We go back to the motivating example of the sarcoma study presented in the introduction section. (Chugh R, 2009). When the observed response rates of different subgroups vary in a large range (0% - 24.1%), assigning all subgroups in one cluster is too aggressive for information sharing. Here we use the BaCIS model to analyze the data and the following parameter values are applied: α = 50, β = 10, ϕ1 = 0.1, ϕ2 = 0.3. Subgroups 4, 5 are classified into the high-response cluster and other subgroups are classified into the low-response cluster. The posterior mean response rates of 10 subgroups are (12.3%, 9.7%, 11.4%, 22.2%, 23.6%, 11.3%, 14.6%, 13.0%, 11.8%, 12.8%) which show the value of information borrowing. Although the posterior probability of response rates greater than the 30% target are low for all subgroups (0.002, 0.001, 0.003, 0.127, 0.170, 0.001, 0.006, 0.012, 0.009, 0.004), the probability of response rates greater than 15% are substantially high in some subgroups (subgroups 4 and 5) (0.259, 0.113, 0.203, 0.863, 0.905, 0.175, 0.420, 0.310, 0.240, 0.289). If we use the traditional hierarchical model from the reference (Chugh R, 2009), the probability of response rates greater than 15% are (0.356, 0.066, 0.228, 0.739, 0.844, 0.200, 0.634, 0.482, 0.308, 0.423). Comparing the results of subgroups 4 and 5 from two methods, it is clear that the probability of response rates greater than 15% from the BaCIS method are higher than that from the traditional hierarchical model.

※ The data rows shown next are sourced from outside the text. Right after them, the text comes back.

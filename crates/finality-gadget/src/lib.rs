//! # finality-gadget
//!
//! Grade-of-finality gadget for a DAG ledger.
//!
//! ## Overview
//!
//! Approval weight arrives as a fraction in `[0, 1]` for markers and for
//! conflict branches. The gadget translates it into a grade of finality
//! (`None < Low < Medium < High`) and raises that grade across:
//! - **Messages**: backward along strong parents from the marker's message
//! - **Transactions and outputs**: the payload of every raised message
//! - **Branches**: forward from the branch's transaction to its consumers
//!
//! Grades never go down. Confirmation events fire once, when a record first
//! reaches the configured confirmed level.
//!
//! ## Architecture
//!
//! ```text
//! Approval weight ──WeightUpdate──→ FinalityGadget ──ConfirmationEvent──→ shared-bus
//!                                        │
//!                                        └── reads/raises ──→ MessageDag + UtxoDag + BranchDag
//! ```
//!
//! ## Example
//!
//! ```rust,ignore
//! use finality_gadget::{FinalityConfig, FinalityGadget, Gadget};
//! use finality_gadget::adapters::{
//!     EventBusConfirmationPublisher, InMemoryApprovalWeights, InMemoryTangle,
//! };
//!
//! let gadget = FinalityGadget::new(
//!     FinalityConfig::default(),
//!     tangle,
//!     Arc::new(InMemoryApprovalWeights::new()),
//!     Arc::new(EventBusConfirmationPublisher::new(bus)),
//! );
//!
//! let result = gadget.handle_marker(&marker, 0.6)?;
//! let confirmed = gadget.is_marker_confirmed(&marker);
//! ```

// Allow in tests
#![cfg_attr(test, allow(clippy::unwrap_used))]
#![cfg_attr(test, allow(clippy::expect_used))]

pub mod adapters;
pub mod config;
pub mod domain;
pub mod error;
pub mod events;
pub mod ports;
pub mod service;

pub use config::{FinalityConfig, FinalitySettings};
pub use domain::{
    BranchKind, BranchMetadata, GradeOfFinality, HasGradeOfFinality, MessageMetadata,
    OutputMetadata, ThresholdBands, TransactionMetadata,
};
pub use error::{FinalityError, FinalityResult};
pub use events::{ConfirmationEvent, WeightUpdate};
pub use ports::inbound::{ConfirmationOracle, Gadget, PropagationResult};
pub use ports::outbound::{
    ApprovalWeightSource, BranchDag, ConfirmationPublisher, Ledger, MessageDag, UtxoDag,
};
pub use service::FinalityGadget;
//! Worklist used by every propagation walk.

use std::collections::{HashSet, VecDeque};
use std::hash::Hash;

/// Decision taken by a traversal step for the item it just processed.
#[derive(Debug, PartialEq, Eq)]
pub enum Step<T> {
    /// Continue into these items.
    Descend(Vec<T>),
    /// Stop this branch of the traversal.
    Prune,
}

/// FIFO worklist.
///
/// In the default mode an item is accepted at most once per walker, no
/// matter how often it is pushed. In revisit mode an item is only rejected
/// while it is still pending, so it can be pushed again after being popped.
#[derive(Debug)]
pub struct Walker<T> {
    queue: VecDeque<T>,
    tracked: HashSet<T>,
    revisit: bool,
}

impl<T> Walker<T>
where
    T: Clone + Eq + Hash,
{
    #[must_use]
    pub fn new() -> Self {
        Self {
            queue: VecDeque::new(),
            tracked: HashSet::new(),
            revisit: false,
        }
    }

    #[must_use]
    pub fn with_revisit() -> Self {
        Self {
            revisit: true,
            ..Self::new()
        }
    }

    /// Enqueue an item. Returns `false` if it was rejected as a duplicate.
    pub fn push(&mut self, item: T) -> bool {
        if !self.tracked.insert(item.clone()) {
            return false;
        }
        self.queue.push_back(item);
        true
    }

    pub fn push_all<I>(&mut self, items: I)
    where
        I: IntoIterator<Item = T>,
    {
        for item in items {
            self.push(item);
        }
    }

    #[must_use]
    pub fn has_next(&self) -> bool {
        !self.queue.is_empty()
    }

    /// Drain the worklist starting from `roots`, letting `step` decide for
    /// each popped item which items to visit next.
    ///
    /// Returns the number of items processed.
    pub fn walk<I, F>(mut self, roots: I, mut step: F) -> usize
    where
        I: IntoIterator<Item = T>,
        F: FnMut(&T) -> Step<T>,
    {
        self.push_all(roots);

        let mut processed = 0;
        while let Some(item) = self.next() {
            processed += 1;
            if let Step::Descend(next) = step(&item) {
                self.push_all(next);
            }
        }
        processed
    }
}

impl<T> Default for Walker<T>
where
    T: Clone + Eq + Hash,
{
    fn default() -> Self {
        Self::new()
    }
}

impl<T> Iterator for Walker<T>
where
    T: Clone + Eq + Hash,
{
    type Item = T;

    fn next(&mut self) -> Option<T> {
        let item = self.queue.pop_front()?;
        if self.revisit {
            self.tracked.remove(&item);
        }
        Some(item)
    }
}
//! # Tangle Telemetry
//!
//! Structured logging for the finality workspace.
//!
//! ## Usage
//!
//! ```rust,ignore
//! use tangle_telemetry::{init_logging, TelemetryConfig};
//!
//! let config = TelemetryConfig::from_env();
//! init_logging(&config).expect("Failed to init logging");
//! ```
//!
//! ## Environment Variables
//!
//! | Variable | Default | Description |
//! |----------|---------|-------------|
//! | `FG_SERVICE_NAME` | `finality-gadget` | Service name |
//! | `FG_LOG_LEVEL` | `info` | Log level filter (falls back to `RUST_LOG`) |
//! | `FG_CONSOLE_OUTPUT` | `true` | Write log lines to stdout |
//! | `FG_JSON_LOGS` | `false` | JSON formatted log lines |

mod config;
mod logging;

pub use config::TelemetryConfig;
pub use logging::{env_filter, init_logging};

use thiserror::Error;

/// Telemetry initialization errors
#[derive(Error, Debug)]
pub enum TelemetryError {
    #[error("Failed to install logging subscriber: {0}")]
    LoggingInit(String),

    #[error("Invalid configuration: {0}")]
    Config(String),
}
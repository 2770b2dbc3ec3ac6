//! # Shared Types Crate
//!
//! This crate contains the identifiers of every entity the finality
//! subsystem touches: messages of the message DAG, transactions and outputs
//! of the UTXO DAG, conflict branches, and markers.
//!
//! ## Design Principles
//!
//! - **Single Source of Truth**: All cross-crate identifiers are defined here.
//! - **Identity by construction**: A conflict branch is identified by the
//!   transaction that created it (`BranchId::from(TransactionId)`), the
//!   master branch by a reserved all-zero identifier.

pub mod entities;

pub use entities::*;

In the traditional model, when global borrowing is applied, the response rates of the high-response subgroups 4 and 5 are pull down by the other low-response subgroups while the response rate of the low-response subgroups are pull up, which limits the capability of identifying differential treatment effects. In the BaCIS model, only the subgroup 4 and 5 are classified into the high-response cluster and their posterior inference is not affected by the other low-response subgroups.

In addition, the BaCIS model can be extended to incorporate multi-stage designs. At any point of the study conduct, an interim analysis can be performed by computing the posterior probability that a subgroup is likely to be efficacious or not. If not, early stopping for futility can be implement to suspend or stop the enrollment of patients into those subgroups. Early stopping for efficacy can also be constructed to allow the highly effective subgroups to “graduate” from the trial. With early stopping in the interim analysis, the design can increase homogeneity among the remaining subgroups to allow for more information borrowing across subgroups.

6. Basket trial design

Simon et al. proposed a Bayesian basket design for genome variant-driven phase II trial to deal with the clinical trials with a population of humans with tumors of different histologic types (Simon, Geyer, Subramanian, & Roychowdhury, 2016). One parameter is applied in the method to specify the borrowing magnitude between subgroups. However, the borrowing in this method is essentially a global borrowing. The parameter adjusts the information borrowing magnitude from the hypothesis of “all subgroups are identical” to “all subgroups are independent” and the method does not include the subgroup borrowing within clusters. Liu et al. proposed a Bayesian hierarchical mixture model to assess the homogeneity of the response rates of different subgroups (Liu, Liu, Ghadessi, & Vonk, 2017). Similar to the method proposed by Simon et al., a type of global borrowing is applied and information borrowing within clusters is not used in this method.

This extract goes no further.